Détection des problèmes de latence
Le premier indicateur à surveiller est l'histogramme de latence de planification fourni par tokio-metrics. Cette métrique mesure le délai entre la disponibilité d’une tâche (par ex. données reçues sur un socket) et le moment où le runtime la poll réellement. Un écart important entre le P99 et le P50 indique que certains polls durent beaucoup plus longtemps que la moyenne, signe typique de long polls. Si les durées de poll dépassent les 10‑100 µs recommandées, il faut vérifier si ces longs polls impactent les métriques utilisateurs ou s’ils restent neutres.
Yield et agrégation du travail
Pour réduire la latence, il faut céder le contrôle au runtime plus fréquemment. Dans un serveur qui lit des requêtes pipelinées, chaque appel à read_frame peut retourner Poll::Ready plusieurs fois sans interruption, créant ainsi une file d’attente où une connexion monopolise le worker. Insérer tokio::task::yield_now().await après chaque requête ou après un petit groupe de requêtes permet de redistribuer les cycles CPU entre les clients, ce qui a montré une amélioration de l’ordre de 10× dans des tests de pipeline Redis.
async fn handle_conn(&mut self) -> crate::Result<()> {
while !self.shutdown.is_shutdown() {
let frame = tokio::select! {
res = self.connection.read_frame() => res?,
_ = self.shutdown.recv() => return Ok(()),
};
execute_command(&self.db, &mut self.connection, frame).await?;
// tokio::task::yield_now().await;
}
}
En parallèle, il faut regrouper les opérations bloquantes. Chaque appel à spawn_blocking crée une tâche supplémentaire dans le pool de blocage, qui possède un coût non négligeable. Regrouper plusieurs accès au système de fichiers ou d’autres appels bloquants en un seul bloc réduit le nombre d’envois vers le pool et diminue le nombre de polls associés. Sur un hôte 32‑cœurs, le dépassement d’environ 50 000 tâches bloquantes par seconde a déjà montré des goulots d’étranglement visibles dans les flamegraphs.
Gestion des ressources globales
Le runtime Tokio utilise deux structures partagées : la file d’attente globale des tâches et le pool de blocage.
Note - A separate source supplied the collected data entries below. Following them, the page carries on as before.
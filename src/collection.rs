// Copyright 2025 Fernando Borretti
//
// Licensed under the Apache License, Version 2.0 (the "License");
// you may not use this file except in compliance with the License.
// You may obtain a copy of the License at
//
//     http://www.apache.org/licenses/LICENSE-2.0
//
// Unless required by applicable law or agreed to in writing, software
// distributed under the License is distributed on an "AS IS" BASIS,
// WITHOUT WARRANTIES OR CONDITIONS OF ANY KIND, either express or implied.
// See the License for the specific language governing permissions and
// limitations under the License.

use std::env::current_dir;
use std::path::PathBuf;

use crate::config::Config;
use crate::db::Database;
use crate::error::ErrorReport;
use crate::error::Fallible;
use crate::error::fail;

/// Name of the database file in a collection directory.
pub const DATABASE_FILE_NAME: &str = "kanjiquest.db";

/// A study directory: its configuration and its database.
pub struct Collection {
    pub directory: PathBuf,
    pub config: Config,
    pub db: Database,
}

impl Collection {
    pub fn new(directory: Option<String>) -> Fallible<Self> {
        let directory: PathBuf = match directory {
            Some(dir) => PathBuf::from(dir),
            None => current_dir()?,
        };
        let directory = if directory.exists() {
            directory.canonicalize()?
        } else {
            return fail("directory does not exist.");
        };

        let config = Config::load(&directory)?;

        let db_path: PathBuf = directory.join(DATABASE_FILE_NAME);
        let db_path: &str = db_path
            .to_str()
            .ok_or_else(|| ErrorReport::new("invalid path"))?;
        let db: Database = Database::new(db_path)?;
        log::debug!("Opened collection in {}.", directory.display());

        Ok(Self {
            directory,
            config,
            db,
        })
    }
}
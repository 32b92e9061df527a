// Copyright 2025 Fernando Borretti
//
// Licensed under the Apache License, Version 2.0 (the "License");
// you may not use this file except in compliance with the License.
// You may obtain a copy of the License at
//
//     http://www.apache.org/licenses/LICENSE-2.0
//
// Unless required by applicable law or agreed to in writing, software
// distributed under the License is distributed on an "AS IS" BASIS,
// WITHOUT WARRANTIES OR CONDITIONS OF ANY KIND, either express or implied.
// See the License for the specific language governing permissions and
// limitations under the License.

//! A store that lives entirely in memory.

use std::collections::BTreeMap;
use std::collections::BTreeSet;
use std::sync::Mutex;
use std::sync::MutexGuard;

use crate::error::ErrorReport;
use crate::error::Fallible;
use crate::repo::CardRepository;
use crate::repo::Catalog;
use crate::repo::CollectionRepository;
use crate::types::card::Card;
use crate::types::card::CardState;
use crate::types::catalog::CatalogData;
use crate::types::catalog::Kana;
use crate::types::catalog::Kanji;
use crate::types::catalog::Radical;
use crate::types::collected::CollectedItem;
use crate::types::collected::CollectionStats;
use crate::types::item_kind::ItemId;
use crate::types::item_kind::ItemKind;
use crate::types::item_kind::KanaType;
use crate::types::item_kind::KanaVariant;
use crate::types::timestamp::Timestamp;

#[derive(Default)]
pub struct MemoryStore {
    inner: Mutex<Inner>,
}

#[derive(Default)]
struct Inner {
    kanji: BTreeMap<ItemId, Kanji>,
    kana: BTreeMap<ItemId, Kana>,
    radicals: BTreeMap<ItemId, Radical>,
    /// (radical id, kanji id) pairs.
    links: BTreeSet<(ItemId, ItemId)>,
    cards: BTreeMap<(ItemKind, ItemId), Card>,
    collected: BTreeMap<(ItemKind, ItemId), CollectedItem>,
}

impl Inner {
    fn is_tracked(&self, kind: ItemKind, item_id: ItemId) -> bool {
        self.cards.contains_key(&(kind, item_id))
    }

    fn cards_of(&self, kind: ItemKind) -> impl Iterator<Item = &Card> {
        self.cards.values().filter(move |card| card.kind == kind)
    }
}

impl MemoryStore {
    pub fn new() -> Self {
        Self::default()
    }

    pub fn from_catalog(data: CatalogData) -> Self {
        let store = Self::new();
        {
            let mut inner = store.lock_inner();
            for kanji in data.kanji {
                inner.kanji.insert(kanji.id, kanji);
            }
            for kana in data.kana {
                inner.kana.insert(kana.id, kana);
            }
            for radical in data.radicals {
                inner.radicals.insert(radical.id, radical);
            }
            for link in data.links {
                inner.links.insert((link.radical_id, link.kanji_id));
            }
        }
        store
    }

    pub fn add_kanji(&self, kanji: Kanji) {
        self.lock_inner().kanji.insert(kanji.id, kanji);
    }

    pub fn add_kana(&self, kana: Kana) {
        self.lock_inner().kana.insert(kana.id, kana);
    }

    pub fn add_radical(&self, radical: Radical) {
        self.lock_inner().radicals.insert(radical.id, radical);
    }

    pub fn link(&self, radical_id: ItemId, kanji_id: ItemId) {
        self.lock_inner().links.insert((radical_id, kanji_id));
    }

    pub fn card_count(&self) -> Fallible<usize> {
        Ok(self.inner()?.cards.len())
    }

    fn inner(&self) -> Fallible<MutexGuard<'_, Inner>> {
        self.inner
            .lock()
            .map_err(|_| ErrorReport::new("memory store lock poisoned."))
    }

    /// For setup, where a poisoned lock can still be written through.
    fn lock_inner(&self) -> MutexGuard<'_, Inner> {
        match self.inner.lock() {
            Ok(guard) => guard,
            Err(poisoned) => poisoned.into_inner(),
        }
    }
}

impl CardRepository for MemoryStore {
    fn due_cards(&self, kind: ItemKind, now: Timestamp) -> Fallible<Vec<Card>> {
        let inner = self.inner()?;
        let mut cards: Vec<Card> = inner
            .cards_of(kind)
            .filter(|card| card.is_due(now))
            .cloned()
            .collect();
        cards.sort_by_key(|card| card.due);
        Ok(cards)
    }

    fn learning_cards(&self, kind: ItemKind, now: Timestamp, limit: usize) -> Fallible<Vec<Card>> {
        let inner = self.inner()?;
        let mut cards: Vec<Card> = inner
            .cards_of(kind)
            .filter(|card| card.state == CardState::Learning && card.due > now)
            .cloned()
            .collect();
        cards.sort_by_key(|card| card.due);
        cards.truncate(limit);
        Ok(cards)
    }

    fn new_cards(&self, kind: ItemKind, limit: usize) -> Fallible<Vec<Card>> {
        let inner = self.inner()?;
        Ok(inner
            .cards_of(kind)
            .filter(|card| card.is_new())
            .take(limit)
            .cloned()
            .collect())
    }

    fn get_card(&self, kind: ItemKind, item_id: ItemId) -> Fallible<Option<Card>> {
        Ok(self.inner()?.cards.get(&(kind, item_id)).cloned())
    }

    fn save_card(&self, card: &Card) -> Fallible<()> {
        self.inner()?
            .cards
            .insert((card.kind, card.item_id), card.clone());
        Ok(())
    }

    fn ensure_card_exists(
        &self,
        kind: ItemKind,
        item_id: ItemId,
        now: Timestamp,
    ) -> Fallible<()> {
        self.inner()?
            .cards
            .entry((kind, item_id))
            .or_insert_with(|| Card::new(kind, item_id, now));
        Ok(())
    }
}

impl Catalog for MemoryStore {
    fn kanji_by_id(&self, id: ItemId) -> Fallible<Option<Kanji>> {
        Ok(self.inner()?.kanji.get(&id).cloned())
    }

    fn kanji_by_grade(&self, grade: u8) -> Fallible<Vec<Kanji>> {
        let inner = self.inner()?;
        Ok(inner
            .kanji
            .values()
            .filter(|k| k.grade == Some(grade))
            .cloned()
            .collect())
    }

    fn unseen_kanji_by_grade(&self, grade: u8, limit: usize) -> Fallible<Vec<Kanji>> {
        let inner = self.inner()?;
        let mut kanji: Vec<Kanji> = inner
            .kanji
            .values()
            .filter(|k| k.grade == Some(grade) && !inner.is_tracked(ItemKind::Kanji, k.id))
            .cloned()
            .collect();
        // Most frequent first, unranked last.
        kanji.sort_by_key(|k| (k.frequency.is_none(), k.frequency, k.id));
        kanji.truncate(limit);
        Ok(kanji)
    }

    fn kana_by_id(&self, id: ItemId) -> Fallible<Option<Kana>> {
        Ok(self.inner()?.kana.get(&id).cloned())
    }

    fn kana_by_type(&self, kana_type: KanaType) -> Fallible<Vec<Kana>> {
        let inner = self.inner()?;
        Ok(inner
            .kana
            .values()
            .filter(|k| k.kana_type == kana_type)
            .cloned()
            .collect())
    }

    fn kana_by_type_and_variant(
        &self,
        kana_type: KanaType,
        variant: KanaVariant,
    ) -> Fallible<Vec<Kana>> {
        let inner = self.inner()?;
        Ok(inner
            .kana
            .values()
            .filter(|k| k.kana_type == kana_type && k.variant == variant)
            .cloned()
            .collect())
    }

    fn unseen_kana(&self, kana_type: KanaType, limit: usize) -> Fallible<Vec<Kana>> {
        let inner = self.inner()?;
        let kind = kana_type.item_kind();
        Ok(inner
            .kana
            .values()
            .filter(|k| k.kana_type == kana_type && !inner.is_tracked(kind, k.id))
            .take(limit)
            .cloned()
            .collect())
    }

    fn radical_by_id(&self, id: ItemId) -> Fallible<Option<Radical>> {
        Ok(self.inner()?.radicals.get(&id).cloned())
    }

    fn all_radicals(&self) -> Fallible<Vec<Radical>> {
        Ok(self.inner()?.radicals.values().cloned().collect())
    }

    fn radicals_by_priority(&self, priority: u8) -> Fallible<Vec<Radical>> {
        let inner = self.inner()?;
        Ok(inner
            .radicals
            .values()
            .filter(|r| r.priority == priority)
            .cloned()
            .collect())
    }

    fn unseen_radicals(&self, max_priority: u8, limit: usize) -> Fallible<Vec<Radical>> {
        let inner = self.inner()?;
        let mut radicals: Vec<Radical> = inner
            .radicals
            .values()
            .filter(|r| r.priority <= max_priority && !inner.is_tracked(ItemKind::Radical, r.id))
            .cloned()
            .collect();
        radicals.sort_by_key(|r| (r.priority, r.id));
        radicals.truncate(limit);
        Ok(radicals)
    }

    fn kanji_ids_for_radical(&self, radical_id: ItemId) -> Fallible<Vec<ItemId>> {
        let inner = self.inner()?;
        Ok(inner
            .links
            .iter()
            .filter(|(r, _)| *r == radical_id)
            .map(|(_, k)| *k)
            .collect())
    }

    fn radicals_for_kanji(&self, kanji_id: ItemId) -> Fallible<Vec<Radical>> {
        let inner = self.inner()?;
        Ok(inner
            .links
            .iter()
            .filter(|(_, k)| *k == kanji_id)
            .filter_map(|(r, _)| inner.radicals.get(r).cloned())
            .collect())
    }

    fn kanji_containing_some_radicals(
        &self,
        radical_ids: &[ItemId],
        limit: usize,
    ) -> Fallible<Vec<Kanji>> {
        let inner = self.inner()?;
        let mut overlap: BTreeMap<ItemId, usize> = BTreeMap::new();
        for (radical_id, kanji_id) in inner.links.iter() {
            if radical_ids.contains(radical_id) {
                *overlap.entry(*kanji_id).or_default() += 1;
            }
        }
        let mut ranked: Vec<(ItemId, usize)> = overlap
            .into_iter()
            .filter(|(_, count)| *count < radical_ids.len())
            .collect();
        ranked.sort_by_key(|(id, count)| (std::cmp::Reverse(*count), *id));
        Ok(ranked
            .into_iter()
            .filter_map(|(id, _)| inner.kanji.get(&id).cloned())
            .take(limit)
            .collect())
    }
}

impl CollectionRepository for MemoryStore {
    fn is_collected(&self, item_id: ItemId, kind: ItemKind) -> Fallible<bool> {
        Ok(self.inner()?.collected.contains_key(&(kind, item_id)))
    }

    fn collect(&self, item: &CollectedItem) -> Fallible<()> {
        self.inner()?
            .collected
            .entry((item.kind, item.item_id))
            .or_insert_with(|| item.clone());
        Ok(())
    }

    fn collected_ids(&self, kind: ItemKind) -> Fallible<Vec<ItemId>> {
        let inner = self.inner()?;
        Ok(inner
            .collected
            .keys()
            .filter(|(k, _)| *k == kind)
            .map(|(_, id)| *id)
            .collect())
    }

    fn add_item_xp(&self, item_id: ItemId, kind: ItemKind, xp: u32) -> Fallible<()> {
        if let Some(item) = self.inner()?.collected.get_mut(&(kind, item_id)) {
            item.xp += xp;
        }
        Ok(())
    }

    fn update_level(&self, item_id: ItemId, kind: ItemKind, level: u32, xp: u32) -> Fallible<()> {
        if let Some(item) = self.inner()?.collected.get_mut(&(kind, item_id)) {
            item.level = level;
            item.xp = xp;
        }
        Ok(())
    }

    fn get_item(&self, item_id: ItemId, kind: ItemKind) -> Fallible<Option<CollectedItem>> {
        Ok(self.inner()?.collected.get(&(kind, item_id)).cloned())
    }

    fn collection_stats(&self) -> Fallible<CollectionStats> {
        let inner = self.inner()?;
        let mut stats = CollectionStats::default();
        for item in inner.collected.values() {
            stats.count(item.kind, item.rarity);
        }
        Ok(stats)
    }
}

#[cfg(test)]
mod tests {
    use super::*;
    use crate::types::rarity::Rarity;

    fn now() -> Timestamp {
        Timestamp::from_epoch_seconds(1_000_000)
    }

    #[test]
    fn test_ensure_card_exists_is_idempotent() -> Fallible<()> {
        let store = MemoryStore::new();
        store.ensure_card_exists(ItemKind::Kanji, 1, now())?;
        let mut card = store.get_card(ItemKind::Kanji, 1)?.unwrap();
        card.total_reviews = 3;
        store.save_card(&card)?;
        store.ensure_card_exists(ItemKind::Kanji, 1, now())?;
        assert_eq!(store.get_card(ItemKind::Kanji, 1)?, Some(card));
        assert_eq!(store.card_count()?, 1);
        Ok(())
    }

    #[test]
    fn test_due_cards_are_sorted_and_exclude_new() -> Fallible<()> {
        let store = MemoryStore::new();
        store.ensure_card_exists(ItemKind::Kanji, 1, now())?;
        for (id, offset) in [(2, -10), (3, -20), (4, 50)] {
            let mut card = Card::new(ItemKind::Kanji, id, now());
            card.state = CardState::Review;
            card.due = now().plus_seconds(offset);
            store.save_card(&card)?;
        }
        let due: Vec<ItemId> = store
            .due_cards(ItemKind::Kanji, now())?
            .iter()
            .map(|c| c.item_id)
            .collect();
        assert_eq!(due, vec![3, 2]);
        assert!(store.due_cards(ItemKind::Radical, now())?.is_empty());
        Ok(())
    }

    #[test]
    fn test_collect_keeps_first_record() -> Fallible<()> {
        let store = MemoryStore::new();
        let first = CollectedItem::discovered(1, ItemKind::Kanji, Rarity::Rare, now());
        let mut second = first.clone();
        second.rarity = Rarity::Common;
        store.collect(&first)?;
        store.collect(&second)?;
        assert_eq!(store.get_item(1, ItemKind::Kanji)?, Some(first));
        let stats = store.collection_stats()?;
        assert_eq!(stats.total, 1);
        assert_eq!(stats.rare, 1);
        assert!(!store.is_collected(1, ItemKind::Radical)?);
        Ok(())
    }
}
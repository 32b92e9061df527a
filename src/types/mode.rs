// Copyright 2025 Fernando Borretti
//
// Licensed under the Apache License, Version 2.0 (the "License");
// you may not use this file except in compliance with the License.
// You may obtain a copy of the License at
//
//     http://www.apache.org/licenses/LICENSE-2.0
//
// Unless required by applicable law or agreed to in writing, software
// distributed under the License is distributed on an "AS IS" BASIS,
// WITHOUT WARRANTIES OR CONDITIONS OF ANY KIND, either express or implied.
// See the License for the specific language governing permissions and
// limitations under the License.

use std::fmt::Display;
use std::fmt::Formatter;

use clap::ValueEnum;
use serde::Serialize;

/// How questions in a session are asked and answered.
#[derive(Clone, Copy, PartialEq, Eq, Hash, Debug, Serialize, ValueEnum)]
#[serde(rename_all = "snake_case")]
pub enum GameMode {
    /// Pick the reading of a kanji.
    Recognition,
    /// Write a kanji from its meaning and reading.
    Writing,
    KanaRecognition,
    KanaWriting,
    /// Pick the meaning of a radical.
    RadicalRecognition,
    /// Pick the kanji built from a set of radicals.
    RadicalBuilder,
}

/// Which family of item a mode draws from.
#[derive(Clone, Copy, PartialEq, Eq, Debug)]
pub enum ModeFamily {
    Kanji,
    Kana,
    Radical,
}

/// The shape of question a mode asks.
#[derive(Clone, Copy, PartialEq, Eq, Debug)]
pub enum QuestionStyle {
    Recognition,
    Writing,
    Builder,
}

impl GameMode {
    pub fn as_str(&self) -> &'static str {
        match self {
            GameMode::Recognition => "recognition",
            GameMode::Writing => "writing",
            GameMode::KanaRecognition => "kana_recognition",
            GameMode::KanaWriting => "kana_writing",
            GameMode::RadicalRecognition => "radical_recognition",
            GameMode::RadicalBuilder => "radical_builder",
        }
    }

    pub fn family(&self) -> ModeFamily {
        match self {
            GameMode::Recognition | GameMode::Writing => ModeFamily::Kanji,
            GameMode::KanaRecognition | GameMode::KanaWriting => ModeFamily::Kana,
            GameMode::RadicalRecognition | GameMode::RadicalBuilder => ModeFamily::Radical,
        }
    }

    pub fn style(&self) -> QuestionStyle {
        match self {
            GameMode::Recognition | GameMode::KanaRecognition | GameMode::RadicalRecognition => {
                QuestionStyle::Recognition
            }
            GameMode::Writing | GameMode::KanaWriting => QuestionStyle::Writing,
            GameMode::RadicalBuilder => QuestionStyle::Builder,
        }
    }

    /// Production modes report their own correctness and quality instead of
    /// picking from a list of choices.
    pub fn is_production(&self) -> bool {
        self.style() == QuestionStyle::Writing
    }
}

impl Display for GameMode {
    fn fmt(&self, f: &mut Formatter<'_>) -> std::fmt::Result {
        write!(f, "{}", self.as_str())
    }
}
La file globale n’est sollicitée que lorsque les files locales débordent ou lorsqu’un travail est planifié depuis l’extérieur d’un worker. Un afflux massif de tâches externes peut donc entraîner des retards de planification mesurés par l’histogramme de latence. Le pool de blocage, quant à lui, est limité en taille et partagé entre tous les workers. Un nombre excessif d’appels spawn_blocking entraîne une saturation, augmentant le temps d’attente avant l’exécution du code bloquant.
La règle d’or est de minimiser les interactions avec ces ressources globales. Lorsque le travail est court (quelques microsecondes) et prévisible, il est souvent plus efficace de le laisser aux workers classiques, qui utilisent le vol de travail (work‑stealing) pour équilibrer la charge. En revanche, pour des opérations longues ou fortement bloquantes, un thread dédié ou un groupe de tâches agrégées reste préférable.